Wednesday, June 29, 2016

Why in Oracle BPM/SOA Suite Attaching a Fault Policy to a Synchronous Service Is Not a Good Idea

In this posting I will explain why in the Oracle BPM/SOA Suite you should not attach fault policies to synchronous services.

This posting has been updated on July 1 2016 to explain why the recovery of ServiceA failed.

The other day I investigated some BPM process instance that had an unrecoverable error. It was calling a synchronous service, that on its turn was calling another synchronous service, that on its turn was calling a external, synchronous service exposed through the Oracle Service Bus. That latter call failed (due to a timeout).
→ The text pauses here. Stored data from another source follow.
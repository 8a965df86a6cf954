//! Engine tuning loaded from the environment.

use std::time::Duration;

/// Scheduler submission command used when `SIMFLEET_SCHEDULER` is unset.
pub const DEFAULT_SCHEDULER: &str = "qsub";

/// Grid marker poll interval.
pub const DEFAULT_POLL_INTERVAL: Duration = Duration::from_secs(1);

/// Status table interval.
pub const DEFAULT_REPORT_INTERVAL: Duration = Duration::from_secs(5);

/// How to hand a script to the cluster scheduler: `<program> <args..> <script>`.
#[derive(Debug, Clone, PartialEq, Eq)]
pub struct SchedulerCommand {
    pub program: String,
    pub args: Vec<String>,
}

impl SchedulerCommand {
    /// Split a whitespace-separated command line. Returns `None` when blank.
    pub fn parse(line: &str) -> Option<Self> {
        let mut parts = line.split_whitespace().map(str::to_string);
        let program = parts.next()?;
        Some(Self {
            program,
            args: parts.collect(),
        })
    }
}

impl Default for SchedulerCommand {
    fn default() -> Self {
        Self {
            program: DEFAULT_SCHEDULER.to_string(),
            args: Vec::new(),
        }
    }
}

/// Engine settings that are not part of a single run's arguments.
#[derive(Debug, Clone)]
pub struct EngineSettings {
    pub scheduler: SchedulerCommand,
    pub poll_interval: Duration,
    pub report_interval: Duration,
}

impl Default for EngineSettings {
    fn default() -> Self {
        Self {
            scheduler: SchedulerCommand::default(),
            poll_interval: DEFAULT_POLL_INTERVAL,
            report_interval: DEFAULT_REPORT_INTERVAL,
        }
    }
}

impl EngineSettings {
    /// Load settings from environment variables with defaults.
    ///
    /// | Env Var                         | Default |
    /// |---------------------------------|---------|
    /// | `SIMFLEET_SCHEDULER`            | `qsub`  |
    /// | `SIMFLEET_POLL_INTERVAL_MS`     | `1000`  |
    /// | `SIMFLEET_REPORT_INTERVAL_SECS` | `5`     |
    ///
    /// Unparseable values are logged and replaced by the default.
    pub fn from_env() -> Self {
        Self::from_lookup(|key| std::env::var(key).ok())
    }

    /// Same as [`from_env`](Self::from_env) with an injectable variable source.
    pub fn from_lookup(lookup: impl Fn(&str) -> Option<String>) -> Self {
        let scheduler = lookup("SIMFLEET_SCHEDULER")
            .and_then(|v| SchedulerCommand::parse(&v))
            .unwrap_or_default();

        let poll_interval = parse_or_default(
            "SIMFLEET_POLL_INTERVAL_MS",
            lookup("SIMFLEET_POLL_INTERVAL_MS"),
            DEFAULT_POLL_INTERVAL,
            Duration::from_millis,
        );

        let report_interval = parse_or_default(
            "SIMFLEET_REPORT_INTERVAL_SECS",
            lookup("SIMFLEET_REPORT_INTERVAL_SECS"),
            DEFAULT_REPORT_INTERVAL,
            Duration::from_secs,
        );

        Self {
            scheduler,
            poll_interval,
            report_interval,
        }
    }
}

fn parse_or_default(
    key: &str,
    raw: Option<String>,
    default: Duration,
    to_duration: fn(u64) -> Duration,
) -> Duration {
    let Some(raw) = raw else {
        return default;
    };
    match raw.trim().parse::<u64>() {
        Ok(0) | Err(_) => {
            tracing::warn!(key, value = %raw, "Ignoring invalid interval, using default");
            default
        }
        Ok(n) => to_duration(n),
    }
}

// ---------------------------------------------------------------------------
// Tests
// ---------------------------------------------------------------------------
As all the composites were having a fault policy attached to them, it was expected that the instance was recoverable. Instead there was some JTA transaction error that rolled back all the way up to last dehydration point in the (top level) BPM process, and from there was retried two times before it finally gave up and went into a coma. Big surprise!
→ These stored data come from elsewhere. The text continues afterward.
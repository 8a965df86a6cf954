#![allow(dead_code)]

use std::fs::File;
use std::path::{Path, PathBuf};
use std::time::Duration;

use bzip2::read::BzDecoder;
use simfleet_core::config::{RunArgs, RunConfig};
use simfleet_core::run_spec::RunSpec;
use simfleet_core::settings::{EngineSettings, SchedulerCommand};
use tempfile::TempDir;

/// Build that drops both outputs, tagged with the workspace name.
pub const PRODUCING_BUILD: &str = "echo \"trace $(basename \"$(pwd)\")\" > simulation.txt; \
     echo wave > power_waveform.out";

/// Scratch project and working directory.
pub struct Fixture {
    _root: TempDir,
    pub project: PathBuf,
    pub work: PathBuf,
}

impl Fixture {
    pub fn new() -> Self {
        let root = tempfile::tempdir().expect("tempdir");
        let project = root.path().join("design");
        std::fs::create_dir(&project).expect("project dir");
        std::fs::write(project.join("Makefile"), "vsim:\n\t@true\n").expect("makefile");
        for dir in ["lib", "rtl", "scr", "tb"] {
            std::fs::create_dir(project.join(dir)).expect("project subdir");
        }
        let work = root.path().join("runs");
        Self {
            _root: root,
            project,
            work,
        }
    }

    /// Validated config for `instances` starting at `start`, tweaked by `edit`.
    pub fn config(&self, start: i64, instances: i64, edit: impl FnOnce(&mut RunArgs)) -> RunConfig {
        let mut args = RunArgs {
            project: self.project.clone(),
            work: self.work.clone(),
            start_index: start,
            instances,
            ..RunArgs::default()
        };
        edit(&mut args);
        RunConfig::from_args(args).expect("valid config")
    }

    /// Write an executable helper script next to the project.
    pub fn script(&self, name: &str, body: &str) -> PathBuf {
        let path = self.project.parent().expect("root").join(name);
        std::fs::write(&path, format!("#!/bin/sh\n{body}\n")).expect("script");
        path
    }
}

/// `sh -c <script>` as the per-workspace command.
pub fn shell_build(script: &str) -> RunSpec {
    RunSpec::new("sh", vec!["-c".to_string(), script.to_string()])
}

/// Settings with short intervals and the given scheduler command line.
pub fn fast_settings(scheduler: &str) -> EngineSettings {
    EngineSettings {
        scheduler: SchedulerCommand::parse(scheduler).expect("scheduler"),
        poll_interval: Duration::from_millis(20),
        report_interval: Duration::from_millis(25),
    }
}

/// Sorted entry names of a `tar.bz2` archive.
pub fn archive_entries(path: &Path) -> Vec<String> {
    let file = File::open(path).expect("open archive");
    let mut archive = tar::Archive::new(BzDecoder::new(file));
    let mut names: Vec<String> = archive
        .entries()
        .expect("entries")
        .map(|e| e.expect("entry").path().expect("path").display().to_string())
        .collect();
    names.sort();
    names
}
What I recommended to them to prevent this in the future, was the following:

  1. For all synchronous services detach the fault policy. Only attach fault policies to asynchronous and fire&forget services,
  2. Where possible, do asynchronous calls from the BPM process (instead of synchronous), 
  3. Wherever possible make all synchronous services idempotent or make them asynchronous / fire&forget.

If you want to understand why, read on!

Let's assume we have the following chain of services:

I created a FailingService that I can let succeed or fail depending on the input.

Now what happens when BPMProcess calls ServicePS with request 'fail' is the following:

  1. ServiceA errors because of the fault thrown by FailingService
  2. BPMProcess and ServicePS both error because of a timeout
  3. Because of fault policy attached to all them, all go into recoverable state (human intervention)

As ServiceA is in a recoverable state, why not try to recover and see if that will fix the flow?

Now what happens when a retry is done from ServiceA with payload 'normal' is the following:

  1. ServiceA completes successfully
  2. However, BPMProcess & ServicePS are still in recoverable state

The explanation for this is that, because ServicePS was already in a recoverable state, it will not receive the response from ServiceA, as it is no longer listening.

Now let's see what happens when we try to recover the instance of ProcessPS and change the payload from 'fail' to 'normal'

  1. Although the payload was changed to 'normal', we still end up with a new errored instance of ServiceA, as the request of the call from A to FailingService did not change with it (i.e. still 'fail')

In the meantime I understand why ServiceA still called the FailingService with payload 'fail' (I picked the wrong call to retry from the drop-down), but even if the call would have been successful, the FailingService would have been called twice, and let's just hope it is idempotent!

To prevent we get more of these duplicate calls, we recover the (top level) BPM instance instead.

Now what happens when a retry is done from BPMProces with payload 'normal' is the following:

  1. There are new (successful) calls to ServicePS -> ServiceA -> FailingService
  2. However, there are still running instances of ServicePS and ServiceA (they are still in a recoverable state)

The explanation being that these instances were still running after the previous (failed) attempt. So now we still have to abort these running instances to prevent duplicate calls. All in all not very convenient.

The solution is to never let an asynchronous service use a fault policy that either initiates human intervention or does 1 or more retries. The point being that in the meantime the consumer will have timed out, and never receive the response even it succeeds later on.

The best layer to handle errors with synchronous services is a layer that has 'knowledge' about the context of the process. Normally that is the business process itself. The reason being that a policy that fits one process may not fit another.

On the other hand, there are some good arguments for not letting system errors bubble all the way up to a business process. Instead you should consider handling it in the next layer below it - in this case being ServicePS - by making all calls from the business process to ServicePS either asynchronous, or fire&forget (the latter when successful continuation of the process is not depending upon the call). ServicePS will then handles the error using fault policies. You have two options to recover:

  • You recover the instance of ProcessPS, or (when that fails for whatever reason) 
  • Abort the instance of ProcessPS, and do an alter flow on the business process by moving the token from the Receive back to the Send activity. 

As a matter of fact, this customer actually created this ServicePS as a process-specific layer that sits in between the business process and any other service. A similar layer may not be feasible in your case, in which the solution would be to let the error bubble all the way up to the process instance and handle it there (using fault policies).